Vous dites régulièrement que « la société française va trop vite pour les handicapés ». Faut-il s’adapter aux exigences de cette société ou faut-il davantage sensibiliser le public pour mettre un frein à cette grande course généralisée ?

La société française, ou étrangère, d’ailleurs va très vite. Les humains sont pris d’une frénésie matérialiste qui leur fait oublier les valeurs humaines essentielles. Du coup les gens qui ne peuvent pas suivre, les enfants, les personnes âgées, les malades, les handicapés deviennent encombrants et restent sur le côté. En changeant radicalement de cap et en remettant de l’ordre dans ses priorités, la société retrouverait sa dignité et se grandirait aux yeux de tous en trouvant des solutions tenant compte des différences.

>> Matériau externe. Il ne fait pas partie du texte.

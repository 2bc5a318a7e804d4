//! Physical forces acting on the ball in flight.
//!
//! Two forces matter for a serve without spin:
//!
//! - **Gravity**: constant downward acceleration
//! - **Drag**: air resistance opposing motion, proportional to v²
//!
//! Spin aerodynamics (Magnus lift) are outside the model; a serve here flies
//! on the vertical plane through the aim direction.
//!
//! The drag constant is lumped: `a_drag = -k * |v| * v` with
//! `k = Cd·ρ·A / 2m`. For a tennis ball (Cd ≈ 0.55, r = 33.5mm, m = 57g)
//! that works out to roughly 0.02 per meter, which is the default.

use crate::integrator::ForceModel;
use crate::types::{constants, FlightState, Vec3};

/// Force model for serve flight: gravity plus quadratic drag.
pub struct ServeForces {
    /// Gravity vector (default: -9.81 in Y)
    pub gravity: Vec3,

    /// Lumped quadratic drag factor (1/m)
    pub drag_factor: f64,

    /// Enable/disable individual forces (useful for testing)
    pub enable_gravity: bool,
    pub enable_drag: bool,
}

impl Default for ServeForces {
    fn default() -> Self {
        Self {
            gravity: Vec3::new(0.0, -constants::GRAVITY, 0.0),
            drag_factor: constants::DRAG_FACTOR,
            enable_gravity: true,
            enable_drag: true,
        }
    }
}

impl ServeForces {
    /// Create a new force model with default parameters.
    pub fn new() -> Self {
        Self::default()
    }

    /// Create a force model with only gravity (for testing).
    pub fn gravity_only() -> Self {
        Self {
            enable_drag: false,
            ..Self::default()
        }
    }

    /// Drag deceleration: `-k * |v| * v`, applied per axis.
    fn drag_acceleration(&self, state: &FlightState) -> Vec3 {
        let speed_sq = state.vel.magnitude_squared();
        if speed_sq < constants::EPSILON {
            return Vec3::ZERO;
        }

        let speed = speed_sq.sqrt();
        state.vel * (-self.drag_factor * speed)
    }
}

impl ForceModel for ServeForces {
    fn acceleration(&self, state: &FlightState) -> Vec3 {
        let mut acc = Vec3::ZERO;

        if self.enable_gravity {
            acc += self.gravity;
        }

        if self.enable_drag {
            acc += self.drag_acceleration(state);
        }

        acc
    }
}

// =============================================================================
// Tests
// =============================================================================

C’est l’occasion d’insister sur ce plan « Formation des Aidants familiaux des personnes aphasiques » qui est lancé pour 3 ans dans toute la France. Ce sont 60 sessions  de  sensibilisation,  85  sessions  de  formations « Mieux communiquer » et « Mieux vivre » sur l’ensemble du territoire qui sont prévues, auxquelles viendront s’ajouter, et c’est une des nouveautés de ce programme, des modules de formation en ligne qui seront donc accessibles à distance pour les aidants. Ce programme de grande envergure, décliné dans les nombreuses régions de France métropolitaine et d’Outre-mer, favorise des formations de proximité des aidants familiaux des personnes aphasiques et vise la réduction  de leur handicap de  communication ainsi que la réduction des problématiques psychologiques spécifiques des aidants.

 

Quel est, selon vous, le meilleur moyen de parler de handicap à des personnes qui s’intéressent peu, voire pas du tout, à ce qu’implique l’invalidité au quotidien ?

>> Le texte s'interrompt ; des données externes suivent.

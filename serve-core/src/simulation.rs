//! Session orchestrator.
//!
//! Owns the latest configuration and keeps the derived trajectory and
//! receiver analysis in sync with it. Every change arrives as a tagged
//! [`ConfigUpdate`]; moving the target runs the serve search and writes the
//! found launch parameters back, everything else is a direct field update.
//! Recomputation is synchronous and whole — the latest update always wins and
//! there is never a partially updated result.

use crate::court::CourtModel;
use crate::optimizer::{OptimizerParams, ServeOptimizer};
use crate::receiver::ReceiverAnalyzer;
use crate::simulator::TrajectorySimulator;
use crate::surfaces::SurfaceProperties;
use crate::types::{AnalysisResult, ServeConfig, TrajectoryData};

/// A single configuration change from the host.
///
/// The tag decides the recomputation route: `TargetMoved` goes through the
/// optimizer, the rest replace one field and re-derive.
#[derive(Debug, Clone, Copy, PartialEq)]
pub enum ConfigUpdate {
    /// The aimed landing point was dragged; find new launch parameters
    TargetMoved { x: f64, z: f64 },
    /// Serve speed in km/h
    ServeSpeed(f64),
    /// Vertical launch angle in degrees
    VerticalAngle(f64),
    /// Server stance along the baseline (m)
    ServerPosition(f64),
    /// Serve contact height (m)
    ServerHeight(f64),
    /// Horizontal bounce retention ratio
    BounceRetention(f64),
    /// Receiver stance was dragged
    ReceiverMoved { x: f64, z: f64 },
    /// Receiver top speed (m/s)
    ReceiverSpeed(f64),
    /// Receiver reaction delay (s)
    ReactionDelay(f64),
}

/// Interactive serve session: configuration plus its derived results.
pub struct ServeSimulation {
    config: ServeConfig,
    simulator: TrajectorySimulator,
    optimizer: ServeOptimizer,
    analyzer: ReceiverAnalyzer,
    trajectory: TrajectoryData,
    analysis: AnalysisResult,
}

impl ServeSimulation {
    pub fn new(config: ServeConfig) -> Self {
        Self::with_optimizer_params(config, OptimizerParams::default())
    }

    /// Session with custom search bounds (narrower windows make the target
    /// drag cheaper on weak hosts).
    pub fn with_optimizer_params(config: ServeConfig, params: OptimizerParams) -> Self {
        let court = CourtModel::itf_regulation();
        let simulator = TrajectorySimulator::new(court.clone());
        let optimizer = ServeOptimizer::with_params(court, params);
        let analyzer = ReceiverAnalyzer::new();

        let trajectory = simulator.calculate(&config);
        let analysis = analyzer.analyze(&trajectory, &config);

        Self {
            config,
            simulator,
            optimizer,
            analyzer,
            trajectory,
            analysis,
        }
    }

    pub fn config(&self) -> &ServeConfig {
        &self.config
    }

    pub fn trajectory(&self) -> &TrajectoryData {
        &self.trajectory
    }

    pub fn analysis(&self) -> &AnalysisResult {
        &self.analysis
    }

    /// Apply one configuration change and re-derive both results.
    pub fn apply(&mut self, update: ConfigUpdate) {
        let court = self.simulator.court().clone();
        match update {
            ConfigUpdate::TargetMoved { x, z } => {
                // Keep the target inside the serviceable window, then let the
                // search pick speed and angle for it.
                let x = x.clamp(-court.center_to_singles_line, court.center_to_singles_line);
                let z = z.clamp(0.5, court.service_line_distance);
                let solution = self.optimizer.optimize(
                    x,
                    z,
                    self.config.server_position_x,
                    self.config.server_height,
                );
                self.config.target_x = x;
                self.config.target_z = z;
                self.config.serve_speed = solution.speed_kmh;
                self.config.vertical_angle = solution.vertical_angle_deg;
            }
            ConfigUpdate::ServeSpeed(speed) => self.config.serve_speed = speed,
            ConfigUpdate::VerticalAngle(angle) => self.config.vertical_angle = angle,
            ConfigUpdate::ServerPosition(x) => {
                self.config.server_position_x =
                    x.clamp(-court.center_to_doubles_line, court.center_to_doubles_line);
            }
            ConfigUpdate::ServerHeight(height) => self.config.server_height = height,
            ConfigUpdate::BounceRetention(retention) => {
                self.config.bounce_velocity_retention = retention.clamp(0.0, 1.0);
            }
            ConfigUpdate::ReceiverMoved { x, z } => {
                // The receiver may roam a little outside the lines but stays
                // behind their baseline.
                let margin = 2.0;
                self.config.receiver_position_x = x.clamp(
                    -court.width / 2.0 - margin,
                    court.width / 2.0 + margin,
                );
                self.config.receiver_position_z = z.clamp(
                    court.receiver_baseline_z(),
                    court.receiver_baseline_z() + 5.0,
                );
            }
            ConfigUpdate::ReceiverSpeed(speed) => self.config.receiver_speed = speed,
            ConfigUpdate::ReactionDelay(delay) => {
                self.config.reaction_delay = delay.max(0.0);
            }
        }

        self.recompute();
    }

    /// Apply a court surface preset (retention only; the vertical response is
    /// the fixed restitution).
    pub fn set_surface(&mut self, surface: &SurfaceProperties) {
        self.apply(ConfigUpdate::BounceRetention(
            surface.bounce_velocity_retention,
        ));
    }

    fn recompute(&mut self) {
        self.trajectory = self.simulator.calculate(&self.config);
        self.analysis = self.analyzer.analyze(&self.trajectory, &self.config);
    }
}

impl Default for ServeSimulation {
    fn default() -> Self {
        Self::new(ServeConfig::default())
    }
}

// =============================================================================
// Tests
// =============================================================================

#[cfg(test)]
mod tests {
    use super::*;
    use crate::surfaces::SurfaceProperties;

    /// Narrow, infeasible search window: `TargetMoved` resolves immediately
    /// to the fallback lob, which keeps these tests fast and deterministic.
    fn lob_only_params() -> OptimizerParams {
        OptimizerParams {
            max_speed_kmh: 60.0,
            min_speed_kmh: 50.0,
            min_angle_deg: -20.0,
            max_angle_deg: -10.0,
            ..OptimizerParams::default()
        }
    }

    #[test]
    fn test_session_derives_results_on_construction() {
        let session = ServeSimulation::default();
        assert!(session.trajectory().points.len() > 2);
        assert_eq!(
            session.analysis().receiver_start.x,
            session.config().receiver_position_x
        );
    }

    #[test]
    fn test_identical_sessions_agree() {
        let a = ServeSimulation::default();
        let b = ServeSimulation::default();
        assert_eq!(a.trajectory(), b.trajectory());
        assert_eq!(a.analysis(), b.analysis());
    }

    #[test]
    fn test_parameter_update_recomputes_downstream() {
        let mut session = ServeSimulation::default();
        let before = session.trajectory().clone();

        session.apply(ConfigUpdate::ServeSpeed(100.0));

        assert_eq!(session.config().serve_speed, 100.0);
        assert_ne!(
            session.trajectory(),
            &before,
            "Speed change must reshape the trajectory"
        );
    }

    #[test]
    fn test_reaction_delay_touches_analysis_only() {
        let mut session = ServeSimulation::default();
        let trajectory_before = session.trajectory().clone();
        let analysis_before = session.analysis().clone();

        session.apply(ConfigUpdate::ReactionDelay(0.6));

        assert_eq!(
            session.trajectory(),
            &trajectory_before,
            "Receiver timing must not reshape the ball flight"
        );
        assert_ne!(session.analysis(), &analysis_before);
    }

    #[test]
    fn test_target_drag_runs_the_search_and_writes_back() {
        let mut session =
            ServeSimulation::with_optimizer_params(ServeConfig::default(), lob_only_params());

        session.apply(ConfigUpdate::TargetMoved { x: 2.0, z: 5.0 });

        let config = session.config();
        assert_eq!(config.target_x, 2.0);
        assert_eq!(config.target_z, 5.0);
        // The infeasible window resolves to the fallback lob parameters
        assert_eq!(config.serve_speed, 80.0);
        assert_eq!(config.vertical_angle, 20.0);
    }

    #[test]
    fn test_target_drag_is_clamped_to_the_service_window() {
        let mut session =
            ServeSimulation::with_optimizer_params(ServeConfig::default(), lob_only_params());

        session.apply(ConfigUpdate::TargetMoved { x: 10.0, z: 20.0 });

        assert_eq!(session.config().target_x, 4.115);
        assert_eq!(session.config().target_z, 6.4);
    }

    #[test]
    fn test_receiver_drag_is_clamped_behind_the_baseline() {
        let mut session = ServeSimulation::default();

        session.apply(ConfigUpdate::ReceiverMoved { x: 0.0, z: 0.0 });

        let config = session.config();
        assert_eq!(config.receiver_position_z, 23.77 / 2.0);
        assert_eq!(config.receiver_position_x, 0.0);
    }

    #[test]
    fn test_surface_preset_changes_the_bounce() {
        let mut session = ServeSimulation::new(ServeConfig {
            serve_speed: 80.0,
            vertical_angle: 25.0,
            ..ServeConfig::default()
        });
        let lively = session.trajectory().post_bounce_travel.z;

        session.set_surface(&SurfaceProperties::clay());

        assert_eq!(
            session.config().bounce_velocity_retention,
            SurfaceProperties::clay().bounce_velocity_retention
        );
        assert!(
            session.trajectory().post_bounce_travel.z < lively,
            "Clay must deaden the bounce relative to the default hard court"
        );
    }
}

Le handicap ne se raconte pas, il se vit tous les jours et dans de nombreuses situations. Il ne faut donc pas seulement en parler. Il faut faire des sessions de formation grand public, à l’école, au travail, dans des journées centrées sur le handicap. Il faut proposer au non handicapé de se mettre à la place de la personne qui l’est. Dans cette mise en situation, les difficultés quotidiennes se révèlent d’elles-mêmes.